# Problem statement:
Copy each line of the following data that contains "iter".

# Source records:
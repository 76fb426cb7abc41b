use crate::error::ImportError;
use crate::models::RawListing;

/// Semantic columns an import source can provide.
#[derive(Clone, Copy, Debug, PartialEq, Eq)]
pub enum Column {
    Model,
    Ram,
    Storage,
    Location,
    Price,
}

impl Column {
    pub const REQUIRED: [Column; 4] = [Column::Model, Column::Ram, Column::Storage, Column::Price];

    pub fn name(&self) -> &'static str {
        match self {
            Column::Model => "model",
            Column::Ram => "ram",
            Column::Storage => "storage",
            Column::Location => "location",
            Column::Price => "price",
        }
    }

    /// Header spellings accepted for this column, already normalised.
    pub fn synonyms(&self) -> &'static [&'static str] {
        match self {
            Column::Model => &["model", "server", "server model", "name"],
            Column::Ram => &["ram", "memory"],
            Column::Storage => &["hdd", "storage", "hard disk", "disk", "disks"],
            Column::Location => &["location", "datacenter", "data center", "dc"],
            Column::Price => &["price", "cost", "monthly price"],
        }
    }
}

/// Column positions resolved from a header row.
#[derive(Clone, Debug, PartialEq, Eq)]
pub struct ColumnMap {
    pub model: usize,
    pub ram: usize,
    pub storage: usize,
    pub price: usize,
    pub location: Option<usize>,
}

impl ColumnMap {
    /// Match header cells against the synonym table (case-insensitive).
    /// The first matching cell wins. Fails listing every required column
    /// that could not be found.
    pub fn resolve(header: &[String]) -> Result<Self, ImportError> {
        let normalized: Vec<String> = header.iter().map(|h| normalize_header(h)).collect();
        let find = |column: Column| {
            normalized
                .iter()
                .position(|h| column.synonyms().contains(&h.as_str()))
        };

        let missing: Vec<String> = Column::REQUIRED
            .iter()
            .filter(|c| find(**c).is_none())
            .map(|c| c.name().to_string())
            .collect();

        match (find(Column::Model), find(Column::Ram), find(Column::Storage), find(Column::Price)) {
            (Some(model), Some(ram), Some(storage), Some(price)) => Ok(Self {
                model,
                ram,
                storage,
                price,
                location: find(Column::Location),
            }),
            _ => Err(ImportError::UnresolvedColumns(missing)),
        }
    }

    /// Pull the raw listing fields out of a row. Missing cells read as empty.
    pub fn extract(&self, row: &[String]) -> RawListing {
        let cell = |i: usize| row.get(i).map(|s| s.trim().to_string()).unwrap_or_default();
        RawListing {
            model: cell(self.model),
            ram: cell(self.ram),
            hdd: cell(self.storage),
            location: self.location.map(&cell).unwrap_or_default(),
            price: cell(self.price),
        }
    }
}

/// Lowercase, strip a BOM, treat `_`/`-` as spaces and collapse whitespace.
fn normalize_header(raw: &str) -> String {
    raw.trim_start_matches('\u{feff}')
        .to_lowercase()
        .replace(['_', '-'], " ")
        .split_whitespace()
        .collect::<Vec<_>>()
        .join(" ")
}
pub mod header;
pub mod pipeline;
pub mod seed;
pub mod source;

pub use header::{Column, ColumnMap};
pub use pipeline::{import_file, import_source, ImportOptions, ImportPipeline, ImportProgress, ImportSummary};
pub use seed::{load_seed_file, parse_seed, seed_catalog};
pub use source::{open_source, CsvSource, RowSource, SourceFormat, SourceRow, SpreadsheetSource};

# Completed task:
        let normalized: Vec<String> = header.iter().map(|h| normalize_header(h)).collect();
                .iter()
            .iter()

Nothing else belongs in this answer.